Is it possible to predict what evolutionary changes will occur in humans in the very distant future? No, but interesting to try.

Malcolm Brown

Is it possible to predict what evolutionary changes will occur in humans in the very distant future? No, but interesting to try.

One thing is certain: one of the most important links in the evolutionary ladder was the transition from unicellular to multicellular creatures. Is it possible, similar to the process that the cells went through, that in millions of years the single person will become a multi-person - a kind of human super being, whose components have given up their individual impulses and developed a common identity?

This is of course pure speculation, but not unacceptable. This is according to a study by Danish scientists, recently published in the journal "Nature".

The researchers looked at the way yeast works, the kind that is used to leaven dough. Yeast cells normally lead their lives independently. Even when they cause a change in the dough, ferment grape juice or cause fungal infections, they do so in isolation from each other. The researchers from the University of Copenhagen, led by Dr. Sona Dano, succeeded in creating a yeast community in which all the cells secreted in increasing and decreasing doses and in a coordinated manner a chemical substance called NADH, which is created when an organism breaks down sugar to create energy.

This phenomenon, in which NADH concentrations rise and fall at a uniform rate, has been observed in the past. What Dr. Dano's team did was to find a way to make this concentration variation curve continue indefinitely. To do this, they used the theory that won the Belgian Ilya Prigogine the Nobel Prize in Chemistry in 1977. Dr. Prigogine showed that although according to the laws of thermodynamics most physical processes "degrade downhill" - that is, the level of disorder in them is increasing - it is possible To create a situation of "uphill climbing", in the direction of increasing complexity and order, in the so-called "open" systems.
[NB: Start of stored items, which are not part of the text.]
use std::time::{Duration, SystemTime, UNIX_EPOCH};

use serde::{Deserialize, Serialize};

use super::entity::RateLimitRule;
use super::event::RateLimitEvent;

/// Compose the aggregate identifier for a `(client, resource)` pair.
pub fn aggregate_id(client_id: &str, resource: &str) -> String {
    format!("{client_id}:{resource}")
}

/// Quantized window bounds containing `now`: the window origin is floored to
/// a multiple of the window length since the epoch.
pub fn window_bounds(now: SystemTime, window: Duration) -> (SystemTime, SystemTime) {
    let since_epoch = now.duration_since(UNIX_EPOCH).unwrap_or_default();
    let window_nanos = window.as_nanos().max(1);
    let start_nanos = (since_epoch.as_nanos() / window_nanos) * window_nanos;
    let start = UNIX_EPOCH + nanos_to_duration(start_nanos);
    (start, start + window)
}

fn nanos_to_duration(nanos: u128) -> Duration {
    let secs = (nanos / 1_000_000_000) as u64;
    let subsec = (nanos % 1_000_000_000) as u32;
    Duration::new(secs, subsec)
}

/// Mutable window state of one `(client, resource)` counter.
#[derive(Debug, Clone, PartialEq, Serialize, Deserialize)]
pub struct RateLimitState {
    pub request_count: u32,
    pub window_start: SystemTime,
    pub window_end: SystemTime,
    pub remaining_quota: u32,
    pub last_request_at: Option<SystemTime>,
    pub is_blocked: bool,
    pub blocked_until: Option<SystemTime>,
}

impl Default for RateLimitState {
    fn default() -> Self {
        Self {
            request_count: 0,
            window_start: UNIX_EPOCH,
            window_end: UNIX_EPOCH,
            remaining_quota: 0,
            last_request_at: None,
            is_blocked: false,
            blocked_until: None,
        }
    }
}

/// Event-sourced counter for one `(client, resource)` pair, rebuilt
/// deterministically by replaying its stream in version order.
#[derive(Debug, Clone, PartialEq, Serialize, Deserialize)]
pub struct RateLimitAggregate {
    pub client_id: String,
    pub resource: String,
    pub state: RateLimitState,
    /// Number of events applied so far.
    pub version: u64,
}

impl RateLimitAggregate {
    pub fn new(client_id: &str, resource: &str) -> Self {
        Self {
            client_id: client_id.to_string(),
            resource: resource.to_string(),
            state: RateLimitState::default(),
            version: 0,
        }
    }

    pub fn id(&self) -> String {
        aggregate_id(&self.client_id, &self.resource)
    }

    /// Rebuild an aggregate from its full event stream.
    pub fn rehydrate(client_id: &str, resource: &str, events: &[RateLimitEvent]) -> Self {
        let mut aggregate = Self::new(client_id, resource);
        for event in events {
            aggregate.apply(event);
        }
        aggregate
    }

    /// Apply one event, advancing the version by exactly one.
    pub fn apply(&mut self, event: &RateLimitEvent) {
        match event {
            RateLimitEvent::RateLimitApplied {
                meta,
                window_start,
                window_end,
                request_count,
                remaining_quota,
                ..
            } => {
                self.state.request_count = *request_count;
                self.state.window_start = *window_start;
                self.state.window_end = *window_end;
                self.state.remaining_quota = *remaining_quota;
                self.state.last_request_at = Some(meta.timestamp);
                self.state.is_blocked = false;
                self.state.blocked_until = None;
            }
            RateLimitEvent::RateLimitExceeded {
                request_count,
                window_start,
                window_end,
                blocked_until,
                ..
            } => {
                self.state.request_count = *request_count;
                self.state.window_start = *window_start;
                self.state.window_end = *window_end;
                self.state.is_blocked = true;
                self.state.blocked_until = Some(*blocked_until);
            }
            RateLimitEvent::RateLimitWindowReset { window_start, .. } => {
                self.state.request_count = 0;
                self.state.window_start = *window_start;
                // Collapse the window so the next request opens a fresh one.
                self.state.window_end = *window_start;
                self.state.remaining_quota = 0;
                self.state.is_blocked = false;
                self.state.blocked_until = None;
            }
        }
        self.version += 1;
    }

    /// Whether a request arriving at `now` may be admitted under `rule`.
    ///
    /// A blocked aggregate refuses until `blocked_until` passes. An expired
    /// window implicitly resets (but a zero quota still admits nothing).
    /// Otherwise the remaining quota decides.
    pub fn can_make_request(&self, rule: &RateLimitRule, now: SystemTime) -> bool {
        if self.state.is_blocked
            && let Some(until) = self.state.blocked_until
            && now < until
        {
            return false;
        }

        if now > self.state.window_end {
            return rule.limit > 0;
        }

        self.state.remaining_quota > 0
    }
}
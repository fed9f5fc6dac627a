use std::time::SystemTime;

use domain::common::error::DomainError;
use domain::ratelimit::event::RateLimitEvent;
use domain::ratelimit::status::{ClientStats, RateLimitHistory, RateLimitStatus};

/// Projection of the event stream into status, history, and statistics.
///
/// Implementations must be idempotent under duplicate delivery: events are
/// deduplicated by `(aggregate_id, version)` because the bus delivers
/// at-most-once per subscriber but the same event may reach the projection
/// over more than one path.
pub trait ReadModelStore: Send + Sync {
    /// Current status for a key; a default allowed status when the key has
    /// never been seen.
    fn get_status(&self, client_id: &str, resource: &str) -> Result<RateLimitStatus, DomainError>;

    /// History records for a key with timestamps strictly inside
    /// `(start_time, end_time)`, paginated by `offset`/`limit`.
    fn get_history(
        &self,
        client_id: &str,
        resource: &str,
        start_time: SystemTime,
        end_time: SystemTime,
        limit: usize,
        offset: usize,
    ) -> Result<RateLimitHistory, DomainError>;

    /// Aggregated totals and minute-bucketed series for a client.
    fn get_client_stats(
        &self,
        client_id: &str,
        start_time: SystemTime,
        end_time: SystemTime,
    ) -> Result<ClientStats, DomainError>;

    /// Fold one event into all three indices atomically.
    fn apply_event(&self, event: &RateLimitEvent) -> Result<(), DomainError>;
}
Open systems, to which Dr. Prigogin refers, are those to which energy is regularly added and waste is removed from them. Trees and humans are examples of such open systems.

The future evolution of man. Illustration: shutterstock
The future evolution of man. Illustration: shutterstock

In Dr. Dano's application of this idea, a glass tube containing yeast cells is taken, new yeast cells are continuously added to it, as well as glucose and cyanide, and waste and excess fluids are removed from it. When a balance is reached between the energy that is added and the waste that is removed, permanent chemical oscillations are obtained, similar to the ticking of a clock, which continue as long as the balance between the addition of energy and the removal of waste is maintained. Collective chemical fluctuations in yeast colonies, the Danish researchers wrote, "indicate the existence of an evolutionary path leading from unicellular behavior to multicellular behavior."

Yeast cells are not the only organisms that routinely cross the line between unicellular and multicellular existence. Unicellular bacteria can form giant mat-like colonies, living almost like multicellular creatures. Evidence that such carpets existed in Earth's early years has been found in ancient rocks.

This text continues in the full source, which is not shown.